Par demande en justice déposée le 10 mars 2000, X.________ a assigné la banque en paiement de différents montants, modifiés en cours de procédure, qui se décomposaient le 30 mai 2000 comme suit:
- 84'000 fr. plus intérêts à 5% l'an dès le 30.09.1999 à titre d'avance sur la part variable 1999;
- 154'500 fr. plus intérêts à 5% l'an dès le 31.12.1999 à titre de solde de la part variable 1999;
- 4'090 US$ plus intérêts à 5% l'an dès le 01.01.2000 à titre de solde de salaire pour le mois de décembre 1999;
- 15'000 US$ plus intérêts à 5% l'an dès le 02.01.2000 à titre de remboursement d'un avis de droit;
- 109'029 US$ plus intérêts à 5% l'an dès le 01.02.2000 à titre d'indemnité vacances représentant 65 jours de vacances non prises en nature;
- 1'526'406 US$ plus intérêts à 5% l'an dès le 01.02.2000 à titre de versement du salaire sur 3 ans et demi, soit jusqu'au 30 juin 2003 (3,5 fois le salaire annuel de 436'116 US$);
- 20'000 US$ à titre de frais de déménagement;
- 180'000 US$ à titre de paiement d'indemnités pour dommages et intérêts, en suite de la résiliation anticipée du contrat de bail en Pologne.
Par la suite, le demandeur a amplifié ses conclusions en réclamant notamment 1'936'988 US$ à titre de salaire allant jusqu'au 31 décembre 2003.
Par jugement du 11 septembre 2001, le Tribunal des prud'hommes du canton de Genève a condamné la banque à payer au demandeur:
- la somme brute de 238'500 fr. avec intérêts moratoires à 5% l'an dès le 1er janvier 2000, à titre de parts variables, sous déduction de la somme nette de 114'455.65 fr. avec intérêts moratoires à 5% l'an dès le 3 août 2000;
- la somme brute de 4'090 US$ avec intérêts moratoires à 5% l'an dès le 1er janvier 2000, à titre de solde de salaire pour le mois de décembre 1999;
- la somme brute de 50'805 fr. avec intérêts moratoires à 5% l'an dès le 15 mars 2000, à titre d'arriéré de salaire jusqu'au 30 mai 2000;
- la somme brute de 29'434 fr. 40 avec intérêts moratoires à 5% l'an dès le 1er juin 2000, à titre d'indemnité de vacances.
Le Tribunal des prud'hommes a également condamné la banque à diffuser sur sa messagerie interne, dans leur intégralité, les considérants 11A. à 11C. de son jugement.
Le demandeur a appelé de ce jugement.

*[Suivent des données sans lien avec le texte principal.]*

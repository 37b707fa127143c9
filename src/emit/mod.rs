//! Artifact emitters.
//!
//! Two pure consumers of the same formatted light/dark sets:
//!
//! - [`web`] - custom-property stylesheet with a dark override block
//! - [`native`] - flattened constant tables plus a theme selector
//!
//! Neither emitter touches the filesystem; writing is the pipeline's job.

mod native;
mod web;

use crate::codegen::FormattedTheme;

pub use native::{NativeTables, emit_tables};
pub use web::{Declaration, Stylesheet, emit_stylesheet};

/// Default header line for both artifacts.
pub const DEFAULT_HEADER: &str = "Generated by tokensmith. Do not edit.";

/// Default selector of the dark override block.
pub const DEFAULT_DARK_SELECTOR: &str = "[data-theme=\"dark\"]";

/// Rendering options shared by both emitters.
#[derive(Debug, Clone, PartialEq, Eq)]
pub struct EmitOptions {
    /// Comment line at the top of each artifact; empty for none.
    pub header: String,
    /// Selector wrapping the dark overrides.
    pub dark_selector: String,
}

impl Default for EmitOptions {
    fn default() -> Self {
        Self {
            header: DEFAULT_HEADER.to_string(),
            dark_selector: DEFAULT_DARK_SELECTOR.to_string(),
        }
    }
}

/// The in-memory output of one compiler run.
#[derive(Debug, Clone, PartialEq)]
pub struct Artifacts {
    /// Web stylesheet.
    pub stylesheet: Stylesheet,
    /// Native tables.
    pub native: NativeTables,
}

impl Artifacts {
    /// Stylesheet text.
    pub fn css(&self) -> String {
        self.stylesheet.render()
    }

    /// Native module text.
    pub fn native_module(&self) -> String {
        self.native.render_module()
    }

    /// Native tables as pretty JSON, newline-terminated.
    pub fn native_json(&self) -> String {
        format!("{:#}\n", self.native.to_json())
    }
}

/// Run both emitters.
///
/// With the `parallel` feature the emitters run on the rayon pool; they share
/// only immutable inputs.
pub fn emit(light: &FormattedTheme, dark: &FormattedTheme, options: &EmitOptions) -> Artifacts {
    #[cfg(feature = "parallel")]
    let (stylesheet, native) = rayon::join(
        || emit_stylesheet(light, dark, options),
        || emit_tables(light, dark, options),
    );

    #[cfg(not(feature = "parallel"))]
    let (stylesheet, native) = (
        emit_stylesheet(light, dark, options),
        emit_tables(light, dark, options),
    );

    Artifacts { stylesheet, native }
}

Par arrêt du 31 octobre 2002, la Cour d'appel de la juridiction des prud'hommes du canton de Genève a annulé ledit jugement quant à l'indemnité de vacances, qu'elle a fixée à 56'770 fr. au lieu de 29'434 fr. 40, et quant à la publication des considérants sur la messagerie interne de la banque.
C.
Parallèlement à un recours de droit public, qui a été rejeté, dans la mesure où il était recevable, par arrêt séparé de ce jour, le demandeur a déposé un recours en réforme dans lequel il conclut principalement à ce que l'arrêt cantonal soit réformé en ce sens que la défenderesse soit condamnée à lui verser la somme de 109'029 US$ plus intérêts à 5% l'an dès le 01.02.2000 à titre d'indemnité de vacances, la somme de 1'866'577.60 US$ à titre d'indemnité de salaire pour la période du 1er juin 2000 au 31 décembre 2003, y compris le salaire afférent aux vacances, la somme de 135'037.20 US$ à titre de loyers du 1er juin 2000 au 31 décembre 2003. Ces sommes s'ajouteraient aux montants octroyés à titre de parts variables (238'500 fr. sous déduction de 114'455.65 fr.), de solde de salaire pour le mois de décembre 1999 (4'090 US$) et d'arriéré de salaire jusqu'au 30 mai 2000 (50'805 fr.). A titre subsidiaire, le demandeur conclut à l'annulation de l'arrêt cantonal et au renvoi de la cause à l'autorité cantonale pour nouvelle décision dans le sens des considérants.
La défenderesse conclut au rejet du recours.
Le Tribunal fédéral considère en droit:
1.
Le recours en réforme est ouvert pour violation du droit fédéral (art. 43 al. 1 OJ). Il ne permet en revanche pas d'invoquer la violation directe d'un droit de rang constitutionnel (art. 43 al. 1 2e phrase OJ) ou la violation du droit cantonal (ATF 127 III 248 consid. 2c et les arrêts cités).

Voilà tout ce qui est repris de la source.